Moneyball: Translation to Digital Marketing

We can apply many of the principles of Moneyball, advancing digital marketing to new levels.

If you've not watched Moneyball and you're in the digital strategy world, I highly recommend adding it to your Netflix queue this weekend.

I’ve watched the movie religiously over the years because of my interest in baseball, numbers and all things analysis. I’m watching it again this month with baseball starting back up.

In my world, when I’m not coaching our Flower Mound youth baseball team in the evenings and weekends and when I’m not watching Texas Rangers baseball, I spend my days working digital strategy. It’s not a day gig to me, but rather is a passion that only grows by the day.

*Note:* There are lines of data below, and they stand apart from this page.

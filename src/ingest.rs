//! Fetch a news feed and turn its items into embedded records.

use crate::embeddings::store::{NewsMetadata, NewsRecord};
use crate::embeddings::{EmbeddingProvider, Record};
use crate::error::{NewsError, Result};
use colored::Colorize;
use serde_json::Value;
use sha2::{Digest, Sha256};
use std::collections::HashSet;
use std::time::Duration;

/// Pause between embedding requests.
const REQUEST_PAUSE: Duration = Duration::from_millis(100);

const TITLE_KEYS: [&str; 3] = ["title", "titolo", "headline"];
const DESCRIPTION_KEYS: [&str; 4] = ["description", "descrizione", "content", "testo"];
const LIST_KEYS: [&str; 3] = ["news", "data", "articles"];

pub const UNTITLED: &str = "Untitled";

/// A feed entry with its text fields resolved.
#[derive(Debug, Clone, PartialEq)]
pub struct FeedItem {
    pub id: String,
    pub title: String,
    pub description: String,
    pub original: Value,
}

impl FeedItem {
    /// Text sent to the embedding model
    pub fn embedding_text(&self) -> String {
        format!("{}\n{}", self.title, self.description)
    }

    pub fn into_record(self, embedding: Vec<f32>) -> NewsRecord {
        Record::new(
            self.id,
            embedding,
            NewsMetadata {
                title: self.title,
                description: self.description,
                original_data: self.original,
            },
        )
    }
}

pub async fn fetch_feed(url: &str) -> Result<Value> {
    let response = reqwest::get(url).await?;
    let status = response.status();
    if !status.is_success() {
        return Err(NewsError::Config(format!(
            "News feed returned {} for {}",
            status, url
        )));
    }
    Ok(response.json().await?)
}

/// The item list of a feed: either the top-level array or the first array
/// found under `news`, `data` or `articles`.
pub fn extract_items(feed: &Value) -> Result<&[Value]> {
    if let Some(items) = feed.as_array() {
        return Ok(items);
    }
    LIST_KEYS
        .iter()
        .find_map(|key| feed.get(*key).and_then(Value::as_array))
        .map(Vec::as_slice)
        .ok_or_else(|| {
            let keys: Vec<&str> = feed
                .as_object()
                .map(|o| o.keys().map(String::as_str).collect())
                .unwrap_or_default();
            NewsError::Config(format!(
                "Unsupported feed format (top-level keys: {})",
                keys.join(", ")
            ))
        })
}

/// Resolve title, description and id of a raw feed entry. Returns `None`
/// for entries without a description.
pub fn normalize_item(raw: &Value) -> Option<FeedItem> {
    let title = first_text(raw, &TITLE_KEYS).unwrap_or_else(|| UNTITLED.to_string());
    let description = first_text(raw, &DESCRIPTION_KEYS)?;

    let id = match raw.get("id") {
        Some(Value::String(s)) if !s.is_empty() => s.clone(),
        Some(Value::Number(n)) => n.to_string(),
        _ => fallback_id(&title, &description),
    };

    Some(FeedItem {
        id,
        title,
        description,
        original: raw.clone(),
    })
}

/// First non-empty string under `keys`, kept as the feed wrote it.
fn first_text(raw: &Value, keys: &[&str]) -> Option<String> {
    keys.iter()
        .filter_map(|key| raw.get(*key).and_then(Value::as_str))
        .find(|s| !s.is_empty())
        .map(str::to_string)
}

/// Id for entries that have none: first 16 hex chars of the SHA-256 of
/// title and description.
fn fallback_id(title: &str, description: &str) -> String {
    let mut hasher = Sha256::new();
    hasher.update(title.as_bytes());
    hasher.update(b"\n");
    hasher.update(description.as_bytes());
    format!("{:x}", hasher.finalize())[..16].to_string()
}

/// `id` if unused so far, otherwise the first free `id-2`, `id-3`, ...
fn unique_id(id: String, seen: &mut HashSet<String>) -> String {
    if seen.insert(id.clone()) {
        return id;
    }
    let mut n = 2;
    loop {
        let candidate = format!("{}-{}", id, n);
        if seen.insert(candidate.clone()) {
            return candidate;
        }
        n += 1;
    }
}

/// Normalise every feed entry, warning about the ones that get skipped.
/// Repeated ids get a numeric suffix so every item keeps its own file.
pub fn collect_items(raw_items: &[Value]) -> Vec<FeedItem> {
    let mut seen = HashSet::new();
    raw_items
        .iter()
        .filter_map(|raw| {
            let item = normalize_item(raw);
            if item.is_none() {
                let title = first_text(raw, &TITLE_KEYS).unwrap_or_else(|| UNTITLED.to_string());
                eprintln!(
                    "{} item without description skipped: \"{}\"",
                    "Warning:".yellow(),
                    title
                );
            }
            item
        })
        .map(|mut item| {
            let id = unique_id(item.id.clone(), &mut seen);
            if id != item.id {
                eprintln!(
                    "{} duplicate id {} renamed to {}",
                    "Warning:".yellow(),
                    item.id,
                    id
                );
                item.id = id;
            }
            item
        })
        .collect()
}

/// Embed items one at a time. An item whose request fails is reported and
/// left out; the rest carry on.
pub async fn embed_items(
    items: Vec<FeedItem>,
    provider: &EmbeddingProvider,
    pb: &indicatif::ProgressBar,
) -> Vec<NewsRecord> {
    let mut records = Vec::with_capacity(items.len());

    for item in items {
        pb.set_message(truncate_chars(&item.title, 50));
        match provider.embed(&item.embedding_text()).await {
            Ok(embedding) => records.push(item.into_record(embedding)),
            Err(e) => pb.println(format!(
                "{} failed to embed \"{}\": {}",
                "Error:".red(),
                item.title,
                e
            )),
        }
        pb.inc(1);
        tokio::time::sleep(REQUEST_PAUSE).await;
    }

    records
}

pub fn truncate_chars(text: &str, max_chars: usize) -> String {
    if text.chars().count() <= max_chars {
        text.to_string()
    } else {
        let cut: String = text.chars().take(max_chars).collect();
        format!("{}…", cut)
    }
}
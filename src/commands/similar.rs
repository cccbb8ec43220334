use colored::Colorize;
use newscluster::config::Config;
use newscluster::embeddings::{similar_to, RecordCache};
use newscluster::error::{NewsError, Result};
use newscluster::ingest::truncate_chars;
use newscluster::renderer::console::{news_label, neighbor_line};

pub fn cmd_similar(config: &Config, id: Option<String>, top: Option<usize>) -> Result<()> {
    let top = top.unwrap_or(config.top_k);
    let mut cache = RecordCache::new();

    if let Some(id) = id {
        return show_similar(&mut cache, config, &id, top);
    }

    // Interactive: keep asking until an empty answer
    loop {
        let answer: String = dialoguer::Input::new()
            .with_prompt("ID of the story to compare (empty to quit)")
            .allow_empty(true)
            .interact_text()
            .map_err(|e| NewsError::Config(format!("Prompt cancelled: {}", e)))?;
        let answer = answer.trim();
        if answer.is_empty() {
            return Ok(());
        }
        match show_similar(&mut cache, config, answer, top) {
            Err(NewsError::UnknownId(id)) => {
                eprintln!("{} ID {} not found, try another one", "Error:".red(), id);
            }
            other => other?,
        }
    }
}

fn show_similar(cache: &mut RecordCache, config: &Config, id: &str, top: usize) -> Result<()> {
    let records = cache.get_or_load(&config.data_dir)?;
    let (reference, ranked) = similar_to(id, records, top)?;

    println!(
        "\n{} {}\n",
        "Selected:".green().bold(),
        news_label(reference)
    );
    println!("Top {} most similar stories (cosine):\n", top);

    for (index, neighbor) in ranked.iter().enumerate() {
        println!("{}. {}", index + 1, neighbor_line(neighbor));
        let description = &neighbor.record.metadata.description;
        if !description.is_empty() {
            println!("   {}", truncate_chars(description, 140).dimmed());
        }
        println!();
    }

    Ok(())
}
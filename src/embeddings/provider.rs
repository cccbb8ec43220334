use crate::config::Config;
use crate::error::{NewsError, Result};
use serde_json::{json, Value};

pub const OPENAI_EMBEDDING_MODEL: &str = "text-embedding-3-small";
pub const OLLAMA_EMBEDDING_MODEL: &str = "nomic-embed-text";
const OLLAMA_ENDPOINT: &str = "http://localhost:11434/api/embeddings";

pub enum EmbeddingProvider {
    OpenAI { api_key: String, base_url: String },
    OllamaLocal,
}

impl EmbeddingProvider {
    /// OpenAI when a key is configured, local Ollama otherwise
    pub fn from_config(config: &Config) -> Self {
        match config.openai_api_key {
            Some(ref key) => Self::OpenAI {
                api_key: key.clone(),
                base_url: config.openai_base_url.clone(),
            },
            None => Self::OllamaLocal,
        }
    }

    /// Resolve an explicit `--provider` name
    pub fn from_name(name: &str, config: &Config) -> Result<Self> {
        match name {
            "openai" => {
                let key = config
                    .openai_api_key
                    .clone()
                    .ok_or_else(|| NewsError::Config("OPENAI_API_KEY not set".into()))?;
                Ok(Self::OpenAI {
                    api_key: key,
                    base_url: config.openai_base_url.clone(),
                })
            }
            "ollama" => Ok(Self::OllamaLocal),
            _ => Err(NewsError::Config(format!("Unknown provider: {}", name))),
        }
    }

    pub fn model(&self) -> &'static str {
        match self {
            Self::OpenAI { .. } => OPENAI_EMBEDDING_MODEL,
            Self::OllamaLocal => OLLAMA_EMBEDDING_MODEL,
        }
    }

    fn label(&self) -> &'static str {
        match self {
            Self::OpenAI { .. } => "OpenAI",
            Self::OllamaLocal => "Ollama",
        }
    }

    fn endpoint(&self) -> String {
        match self {
            Self::OpenAI { base_url, .. } => {
                format!("{}/embeddings", base_url.trim_end_matches('/'))
            }
            Self::OllamaLocal => OLLAMA_ENDPOINT.to_string(),
        }
    }

    fn request_body(&self, text: &str) -> Value {
        match self {
            Self::OpenAI { .. } => json!({ "model": self.model(), "input": text }),
            Self::OllamaLocal => json!({ "model": self.model(), "prompt": text }),
        }
    }

    /// Pull the vector out of a provider response. An empty vector is an
    /// error.
    fn parse_embedding(&self, body: &Value) -> Result<Vec<f32>> {
        let pointer = match self {
            Self::OpenAI { .. } => "/data/0/embedding",
            Self::OllamaLocal => "/embedding",
        };
        let raw = body.pointer(pointer).cloned().ok_or_else(|| {
            NewsError::Config(format!("{} response has no {}", self.label(), pointer))
        })?;
        let embedding: Vec<f32> = serde_json::from_value(raw)?;
        if embedding.is_empty() {
            return Err(NewsError::Config(format!(
                "{} returned an empty embedding",
                self.label()
            )));
        }
        Ok(embedding)
    }

    /// Embed one text with a single request.
    pub async fn embed(&self, text: &str) -> Result<Vec<f32>> {
        let mut request = reqwest::Client::new()
            .post(self.endpoint())
            .json(&self.request_body(text));
        if let Self::OpenAI { api_key, .. } = self {
            request = request.bearer_auth(api_key);
        }

        let response = request.send().await?;
        let status = response.status();
        if !status.is_success() {
            let body = response.text().await.unwrap_or_default();
            return Err(NewsError::Config(format!(
                "{} embedding request failed ({}): {}",
                self.label(),
                status,
                body
            )));
        }

        let body: Value = response.json().await?;
        self.parse_embedding(&body)
    }
}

With all that said, the reason is simple: digital marketing can do a few things for any business or organization. It can level the playing field for everyone, or it can drive further separation of those with big budgets and those with smaller, more selective budgets. Funny, in baseball talk, it’s the A’s vs the Yankees.

I break down digital marketing into four key pieces: channel performance, funnel progressions, conversion metrics, and ultimately THEN persona and demographics.

This is counterintuitive to most approaches.

When I was developing a productivity app earlier in my career when I was a partner at a tech startup, the question was around the audience we should target. It was all arbitrary at most levels until we had some users and could see some trends. We then built out a product for a specific industry, notaries, and we gained more traction despite it not being a well-known industry. But because we were specific, we hit the top for organic rankings and saw some success.

Driving personas up front is necessary at some level. When I was running eCommerce for just about every brand in pantries across the states, we had to delineate higher-end products vs budget-conscious products. But what we didn’t know is the exact data points of those shoppers. We had to learn that over time.

The deep level of analytics is where the wins are driven from. Not a base understanding of marketing tools.

In the digital world, everyone has heard about Facebook and Instagram and how to market through those channels. Everyone has heard about LinkedIn sponsored content if driving B2B leads. And everyone certainly knows Google ads. Even my seven year old knows the idea of bidding, clicks, and conversions. He’s sure to be the next digital phenom.

Except, he doesn’t know the depth of what it takes to drive success. Every channel has a certain score for you and it’s up to you to develop that ultimate score. Clicks and impressions don’t tell the story well. Page visits don’t do anything justice. And just revenue attribution can tell the takeaway of a story like me saying “Moneyball was a great movie.”

In our world, knowing volume of clicks per campaign and page visits is an introductory level and knowing which campaigns drive the most revenue is a second level. And ultimately knowing which campaigns drive the most revenue per transaction is the level we need most. Then, understanding what those users look like and how they interacted every step of the way is where you’ll win. Similar to this:

It might be that the page that looks like a tertiary page on your site is actually one of the most critical pieces on the path through the user decision tree. Ensuring that page is integrated more often is crucial. Passing it over could mean you’re losing out on incredible lost revenue, despite an overall story of “digital seems to be going well.”

It leads to an imperfect understanding of where highest revenue through digital comes from, leaving much room for optimization.

You might be first in search results for 4-5 queries and driving clicks and volume, but the path might take much longer. In baseball talk, you win by making sure you buy the most frequent path to runs. Progression rates, the rate of which any content page leads one to an action page, is the piece that is lost in translation most often. It’s the equivalent of a baseball hitter who is excellent with runners in scoring position. He brings in runs, which hopefully leads to a win.

There’s far more around this subject of Moneyball and its takeaways for digital marketers. One can bring that takeaway to Account-Based Marketing strategies, to integration of digital with physical events and much more. But the principle remains the same. It’s time to stop dissecting an audience up front and rather dissect once they convert, analyze their persona, their path and their channels and drive more players like them.

You might spend 2X the cost per click for that best performing path, but your reallocation of your budget to those specific clicks nets you a higher return. That higher return then nets you more budget to increase your level of effort and scale to the next size. Unlike Moneyball, your budget then grows from an A’s level budget to that of feeling more like my Rangers or Giants. You might never be a Yankee budget, but if you do attain that and you mix these best practices, your program is truly running on all cylinders.

Digital strategy is so much fun. It's a level of analytics mixed with best practices mixed with a passion for performance.

You might never have the full ecosystem in place to bring people in from every channel, append every piece of data on them, hit their colleagues, alert sales teams when a strategic site experience takes place for accounts and remarketing in place. But sticking to the basics can drive significant returns, all while making digital marketing one of the most energizing career paths one could pick.